26 June 2017

Human cloning: difficulties and prospects

How close are we to the first successful human cloning?

Ilya Khel, hi-news.ru , based on the materials of the Futurism website: Abby Norman, How Close Are We to Successfully Cloning the First Human?

Cloning people has become an extremely popular science fiction plot, and we have already despaired of waiting for it to step off the pages and screens into real life. However, in fact, we can be much closer to this than the usual fantastic heroes. At least from the point of view of science. The obstacles that stand between us may have less to do with the process and more to do with its potential consequences and ethical warfare. Although science has come a long way in this direction in the last century, when it came to cloning a menagerie of animals, humans and primates, there were always insurmountable obstacles. We have already learned how to clone human cells. What's next?

The surprisingly complex concept of cloning boils down to a fairly simple (in theory, at least) practice: you need to take two cells of the same animal – one of them will be the egg from which you removed the DNA. You take DNA from another somatic cell and put it inside a DNA-deprived cell. Any offspring of this cell will be genetically identical to the parent cell.
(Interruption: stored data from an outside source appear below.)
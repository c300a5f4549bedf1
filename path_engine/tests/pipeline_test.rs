//! End-to-end runs of the path valuation pipeline against CSV files on disk

use path_engine::{run, FailureClass, NodePair, PathTotals, PathValueError, PipelineConfig, TotalsFormat};
use std::fs;
use std::path::{Path, PathBuf};
use tempfile::TempDir;

fn write_input(dir: &TempDir, contents: &str) -> PathBuf {
    let path = dir.path().join("input.csv");
    fs::write(&path, contents).unwrap();
    path
}

fn config(input: &Path, dir: &TempDir, node_i: &str, node_j: &str) -> PipelineConfig {
    PipelineConfig::new(input, dir.path().join("hourly.csv"))
        .with_nodes(NodePair::new(node_i, node_j).unwrap())
}

fn parse_hourly(path: &Path) -> Vec<(String, String, f64)> {
    let mut reader = csv::Reader::from_path(path).unwrap();
    let headers: Vec<String> = reader.headers().unwrap().iter().map(String::from).collect();
    assert_eq!(headers, vec!["h", "path", "v_hourly"]);
    reader
        .records()
        .map(|r| {
            let r = r.unwrap();
            (r[0].to_string(), r[1].to_string(), r[2].parse().unwrap())
        })
        .collect()
}

#[test]
fn test_two_row_scenario() {
    let dir = TempDir::new().unwrap();
    let input = write_input(&dir, "h,n,rho,gamma,v,df\n1,A,X,Y,10,0.6\n1,B,X,Y,10,0.2\n");
    let config = config(&input, &dir, "A", "B").with_totals(TotalsFormat::Text);

    let report = run(&config).unwrap();

    let rows = parse_hourly(&config.output_hourly);
    assert_eq!(rows.len(), 2);
    assert_eq!((rows[0].0.as_str(), rows[0].1.as_str()), ("1", "(A, B)"));
    assert!((rows[0].2 - 4.0).abs() < 1e-12);
    assert_eq!((rows[1].0.as_str(), rows[1].1.as_str()), ("1", "(B, A)"));
    assert!((rows[1].2 + 4.0).abs() < 1e-12);

    assert_eq!(report.hourly_rows, 2);
    assert_eq!(report.stats.usable_rows, 2);
    assert_eq!(report.totals.len(), 2);
    let PathTotals { path, vobl, vopt } = &report.totals[0];
    assert_eq!(path, "(A, B)");
    assert!((vobl - 4.0).abs() < 1e-12 && (vopt - 4.0).abs() < 1e-12);
    let PathTotals { path, vobl, vopt } = &report.totals[1];
    assert_eq!(path, "(B, A)");
    assert!((vobl + 4.0).abs() < 1e-12 && vopt.abs() < 1e-12);

    assert_eq!(
        report.summary.as_deref(),
        Some("(A, B): vobl=4.000000, vopt=4.000000\n(B, A): vobl=-4.000000, vopt=0.000000")
    );
}

#[test]
fn test_schema_failure_lists_df() {
    let dir = TempDir::new().unwrap();
    let input = write_input(&dir, "h,n,rho,gamma,v\n1,A,X,Y,10\n");

    let err = run(&config(&input, &dir, "A", "B")).unwrap_err();

    match &err {
        PathValueError::Schema { missing } => assert_eq!(missing, &vec!["df".to_string()]),
        other => panic!("expected schema error, got {:?}", other),
    }
    assert_eq!(err.failure_class(), FailureClass::Schema);
    assert!(!dir.path().join("hourly.csv").exists());
}

#[test]
fn test_pair_without_data_is_computation_failure() {
    let dir = TempDir::new().unwrap();
    let input = write_input(&dir, "h,n,rho,gamma,v,df\n1,C,X,Y,10,0.6\n1,D,X,Y,10,0.2\n");

    let err = run(&config(&input, &dir, "A", "B")).unwrap_err();

    assert!(matches!(err, PathValueError::EmptyInput { .. }));
    assert_eq!(err.failure_class(), FailureClass::Computation);
}

#[test]
fn test_all_rows_unusable_is_empty_input() {
    let dir = TempDir::new().unwrap();
    let input = write_input(&dir, "h,n,rho,gamma,v,df\nx,A,X,Y,10,0.6\n1,B,X,Y,n/a,0.2\n");

    let err = run(&config(&input, &dir, "A", "B")).unwrap_err();
    assert!(matches!(err, PathValueError::EmptyInput { .. }));
}

#[test]
fn test_unobserved_endpoint_and_dirty_rows() {
    let dir = TempDir::new().unwrap();
    let input = write_input(
        &dir,
        "gamma,df,h,v,rho,n,comment\n\
         Y,0.5,2,8,X,A,ok\n\
         Y,0.25,1,10,X,A,ok\n\
         Z,0.5,1,-4,X,A,ok\n\
         Y,bad,1,10,X,A,dropped\n\
         Y,0.9,1,10,X,C,other node\n",
    );

    let report = run(&config(&input, &dir, "A", "B")).unwrap();

    assert_eq!(report.stats.total_rows, 5);
    assert_eq!(report.stats.other_node_rows, 1);
    assert_eq!(report.stats.incomplete_rows, 1);

    let rows = parse_hourly(&dir.path().join("hourly.csv"));
    let forward: Vec<f64> = rows.iter().filter(|r| r.1 == "(A, B)").map(|r| r.2).collect();
    assert_eq!(forward.len(), 2);
    assert!((forward[0] - (10.0 * 0.25 + -4.0 * 0.5)).abs() < 1e-12);
    assert!((forward[1] - 8.0 * 0.5).abs() < 1e-12);
}

#[test]
fn test_reruns_are_byte_identical() {
    let dir = TempDir::new().unwrap();
    let mut contents = String::from("h,n,rho,gamma,v,df\n");
    for i in 0..120 {
        let node = if i % 3 == 0 { "B" } else { "A" };
        contents.push_str(&format!(
            "{},{},r{},g{},{:.3},{:.4}\n",
            (i * 7) % 11,
            node,
            i % 4,
            i % 3,
            (i as f64) * 1.7 - 50.0,
            ((i as f64) * 0.3).sin()
        ));
    }
    let input = write_input(&dir, &contents);

    let first = dir.path().join("first.csv");
    let second = dir.path().join("second.csv");
    let nodes = NodePair::new("A", "B").unwrap();
    run(&PipelineConfig::new(&input, &first).with_nodes(nodes.clone())).unwrap();
    run(&PipelineConfig::new(&input, &second).with_nodes(nodes)).unwrap();

    assert_eq!(fs::read(&first).unwrap(), fs::read(&second).unwrap());

    let rows = parse_hourly(&first);
    for pair in rows.chunks(2) {
        assert_eq!(pair[0].0, pair[1].0);
        assert_eq!(pair[0].1, "(A, B)");
        assert_eq!(pair[1].1, "(B, A)");
        assert_eq!(pair[0].2, -pair[1].2);
    }
}

#[test]
fn test_json_summary() {
    let dir = TempDir::new().unwrap();
    let input = write_input(&dir, "h,n,rho,gamma,v,df\n1,A,X,Y,10,0.6\n1,B,X,Y,10,0.2\n");
    let config = config(&input, &dir, "B", "A").with_totals(TotalsFormat::Json);

    let report = run(&config).unwrap();

    let parsed: Vec<PathTotals> = serde_json::from_str(report.summary.as_deref().unwrap()).unwrap();
    assert_eq!(parsed, report.totals);
    assert_eq!(parsed[0].path, "(A, B)");
}

#[test]
fn test_unwritable_output_is_write_failure() {
    let dir = TempDir::new().unwrap();
    let input = write_input(&dir, "h,n,rho,gamma,v,df\n1,A,X,Y,10,0.6\n");
    let config = PipelineConfig::new(&input, dir.path().join("missing").join("hourly.csv"))
        .with_nodes(NodePair::new("A", "B").unwrap());

    let err = run(&config).unwrap_err();
    assert_eq!(err.failure_class(), FailureClass::OutputWrite);
}

#[test]
fn test_padded_numbers_keep_their_rows() {
    let dir = TempDir::new().unwrap();
    let input = write_input(&dir, "h,n,rho,gamma,v,df\n1,A,X,Y, 10,0.6\n1,B,X,Y,10 ,0.2\n");

    let report = run(&config(&input, &dir, "A", "B")).unwrap();

    assert_eq!(report.stats.incomplete_rows, 0);
    let rows = parse_hourly(&dir.path().join("hourly.csv"));
    assert_eq!(rows[0].1, "(A, B)");
    assert!((rows[0].2 - 4.0).abs() < 1e-12);
    assert_eq!(rows[1].1, "(B, A)");
    assert!((rows[1].2 + 4.0).abs() < 1e-12);
}

#[test]
fn test_na_scenario_key_drops_the_row() {
    let dir = TempDir::new().unwrap();
    let input = write_input(&dir, "h,n,rho,gamma,v,df\n1,A,NA,Y,10,0.6\n1,B,X,Y,10,0.2\n");

    let report = run(&config(&input, &dir, "A", "B")).unwrap();

    assert_eq!(report.stats.usable_rows, 1);
    assert_eq!(report.stats.incomplete_rows, 1);
    let rows = parse_hourly(&dir.path().join("hourly.csv"));
    assert_eq!(rows[0].1, "(A, B)");
    assert!((rows[0].2 + 2.0).abs() < 1e-12);
}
While in humans reproduction is the result of combining two cells (one from each parent, each with its own DNA), the method of cellular photocopy does take place in nature. Bacteria reproduce in the process of double division: each time a bacterium divides, its DNA also divides, so each new bacterium is genetically identical to its predecessor. Unless some mutations occur in the process – and even then they can be a survival mechanism by design and function. Such mutations allow bacteria, for example, to develop resistance to antibiotics that try to destroy them. On the other hand, some mutations are fatal to the organism or do not allow it to be born at all. And although it may seem that the choice inherent in cloning can bypass these potential genetic disadvantages, scientists have found that it is not necessary.

What do the experts say?

Although Dolly the sheep is considered the most famous animal that has ever been cloned with the help of science, she is obviously not the only one of her kind: scientists have cloned mice, cats and several types of cattle in addition to sheep. Cloning cows in recent years has provided scientists with an understanding of why they are not doing everything: starting with problems with implantation and ending with the aforementioned mutations that lead to the death of offspring. Harris Levin, a professor in the Department of Evolution and Ecology at the University of California, Davis, and his colleagues published a paper on the effects of cloning on gene expression in the journal Proceedings of the National Academy of Sciences back in 2016. In a press release of the study, Levin noted that the results proved invaluable for improving animal cloning techniques, but their discoveries "also highlighted the need for a strict ban on human cloning for any purpose."

Creating whole mammals using reproductive cloning has proven to be a difficult process both practically and ethically, says Stanford University lawyer and ethicist Hank Greeley:

"I think no one understood how difficult it would be to clone some species and easy to clone others. Cats are easy, dogs are difficult, mice are easy, rats are difficult, humans and other primates are very difficult."

Cloning human cells may, on the contrary, be much more applicable to humans. Scientists call this process "therapeutic" cloning, that is, cloning for therapeutic, therapeutic purposes, and distinguish it from traditional cloning, which has a reproductive background. In 2014, scientists created human stem cells using the same cloning technique with which they created Dolly the sheep. Since stem cells can be made to become any cells of the body, they will be extremely useful in the treatment of diseases – especially genetic diseases or when a patient needs a transplant of another organ, the donor of which is often unavailable. This potential application is on the way: earlier this year, a Japanese woman suffering from age-related macular degeneration was treated with induced pluripotent stem cells created from her own skin and transplanted onto her retina. Her eyesight has improved.

Most interested people agree that we are approaching the milestone of successful human cloning. 30% of respondents say that the first person will be cloned by 2020. What do you think?